We all send you and all of you our love. MARK.

Howells wrote: "I wish you could understand how unshaken you are, you old tower, in every way; your foundations are struck so deep that you will catch the sunshine of immortal years, and bask in the same light as Cervantes and Shakespeare."

The Clemens apartments at the Metropole became a sort of social clearing-house of the Viennese art and literary life, much more like an embassy than the home of a mere literary man. Celebrities in every walk of life, persons of social and official rank, writers for the press, assembled there on terms hardly possible in any other home in Vienna. Wherever Mark Twain appeared in public he was a central figure. Now and then he read or spoke to aid some benefit, and these were great gatherings attended by members of the royal family. It was following one such event that the next letter was written.

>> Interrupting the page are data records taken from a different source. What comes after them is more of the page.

//! Store order endpoints.

use axum::extract::State;

use shelfmerch_core::StoreOrderId;

use crate::db::StoreOrderRepository;
use crate::error::{AppError, Result};
use crate::extract::{ApiPath, ApiQuery};
use crate::middleware::RequireMerchant;
use crate::models::StoreOrder;
use crate::response::ApiResponse;
use crate::routes::PageQuery;
use crate::routes::stores::merchant_store;
use crate::state::AppState;

/// `GET /api/stores/{slug}/orders`
pub async fn index(
    State(state): State<AppState>,
    RequireMerchant(merchant): RequireMerchant,
    ApiPath(slug): ApiPath<String>,
    ApiQuery(page): ApiQuery<PageQuery>,
) -> Result<ApiResponse<Vec<StoreOrder>>> {
    let store = merchant_store(&state, &merchant, &slug).await?;
    let orders = StoreOrderRepository::new(state.pool())
        .list_for_store(store.id, page.into())
        .await?;
    Ok(ApiResponse::ok(orders))
}

/// `GET /api/stores/{slug}/orders/{id}`
pub async fn show(
    State(state): State<AppState>,
    RequireMerchant(merchant): RequireMerchant,
    ApiPath((slug, id)): ApiPath<(String, i32)>,
) -> Result<ApiResponse<StoreOrder>> {
    let store = merchant_store(&state, &merchant, &slug).await?;
    let order = StoreOrderRepository::new(state.pool())
        .get_for_store(store.id, StoreOrderId::new(id))
        .await?
        .ok_or(AppError::NotFound("Order"))?;
    Ok(ApiResponse::ok(order))
}

#[cfg(test)]
#[allow(clippy::unwrap_used)]
mod tests {
    use axum::body::Body;
    use axum::http::{Request, StatusCode};

    use crate::routes::test_support::send;

    #[tokio::test]
    async fn test_requires_token() {
        for uri in ["/api/stores/acme-tees/orders", "/api/stores/acme-tees/orders/1"] {
            let (status, _) = send(Request::get(uri).body(Body::empty()).unwrap()).await;
            assert_eq!(status, StatusCode::UNAUTHORIZED, "{uri}");
        }
    }
}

(Private) To Rev. J. H. Twichell, in Hartford:

HOTEL METROPOLE, VIENNA, Feb. 3, '98. DEAR JOE, There's that letter that I began so long ago--you see how it is: can't get time to finish anything. I pile up lots of work, nevertheless. There may be idle people in the world, but I'm not one of them. I say "Private" up there because I've got an adventure to tell, and you mustn't let a breath of it get out. First I thought I would lay it up along with a thousand others that I've laid up for the same purpose--to talk to you about, but--those others have vanished out of my memory; and that must not happen with this.

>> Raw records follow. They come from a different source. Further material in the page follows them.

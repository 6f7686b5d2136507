//! Request extractors.
//!
//! Wrappers over axum's extractors whose rejections render as the API's JSON
//! error envelope instead of axum's plain-text body.

use axum::extract::{FromRequest, FromRequestParts};

use crate::error::AppError;

/// `axum::Json` with enveloped rejections.
#[derive(Debug, FromRequest)]
#[from_request(via(axum::Json), rejection(AppError))]
pub struct ApiJson<T>(pub T);

/// `axum::extract::Path` with enveloped rejections.
#[derive(Debug, FromRequestParts)]
#[from_request(via(axum::extract::Path), rejection(AppError))]
pub struct ApiPath<T>(pub T);

/// `axum::extract::Query` with enveloped rejections.
#[derive(Debug, FromRequestParts)]
#[from_request(via(axum::extract::Query), rejection(AppError))]
pub struct ApiQuery<T>(pub T);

The other night I lectured for a Vienna charity; and at the end of it Livy and I were introduced to a princess who is aunt to the heir apparent of the imperial throne--a beautiful lady, with a beautiful spirit, and very cordial in her praises of my books and thanks to me for writing them; and glad to meet me face to face and shake me by the hand--just the kind of princess that adorns a fairy tale and makes it the prettiest tale there is.

Very well, we long ago found that when you are noticed by supremacies, the correct etiquette is to go, within a couple of days, and pay your respects in the quite simple form of writing your name in the Visitors' Book kept in the office of the establishment. That is the end of it, and everything is squared up and ship-shape.

So at noon today Livy and I drove to the Archducal palace, and got by the sentries all right, and asked the grandly-uniformed porter for the book and said we wished to write our names in it. And he called a servant in livery and was sending us up stairs; and said her Royal Highness was out but would soon be in. Of course Livy said "No--no--we only want the book;" but he was firm, and said, "You are Americans?"

"Yes."

"Then you are expected, please go up stairs."

"But indeed we are not expected--please let us have the book and--"

"Her Royal Highness will be back in a very little while--she commanded me to tell you so--and you must wait."

Well, the soldiers were there close by--there was no use trying to resist--so we followed the servant up; but when he tried to beguile us into a drawing-room, Livy drew the line; she wouldn't go in. And she wouldn't stay up there, either. She said the princess might come in at any moment and catch us, and it would be too infernally ridiculous for anything.